▸ **What you will do**
Begin at the line containing "loading for agent-flow" and reproduce every line through the end of the entries below. Nothing else should appear.

┏━━

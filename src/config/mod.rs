//! Configuration types and loading for agent-flow

mod graph;
mod loader;
mod provider;

pub use graph::{
    ConditionConfig, GraphDefinition, GraphDefinitionError, GraphProblem, InputSchema, LoopConfig,
    Next, NodeDefinition, NodeType, PropertySchema, RetryOverride,
};
pub use loader::{CaptureConfig, Defaults, EngineConfig, StoreConfig, load_graph};
pub use provider::ProviderConfig;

┗━━

▸ **Result of the exercise**
//! Configuration types and loading for agent-flow

mod graph;
mod loader;
mod provider;

pub use graph::{
    ConditionConfig, GraphDefinition, GraphDefinitionError, GraphProblem, InputSchema, LoopConfig,
    Next, NodeDefinition, NodeType, PropertySchema, RetryOverride,
};
pub use loader::{CaptureConfig, Defaults, EngineConfig, StoreConfig, load_graph};
pub use provider::ProviderConfig;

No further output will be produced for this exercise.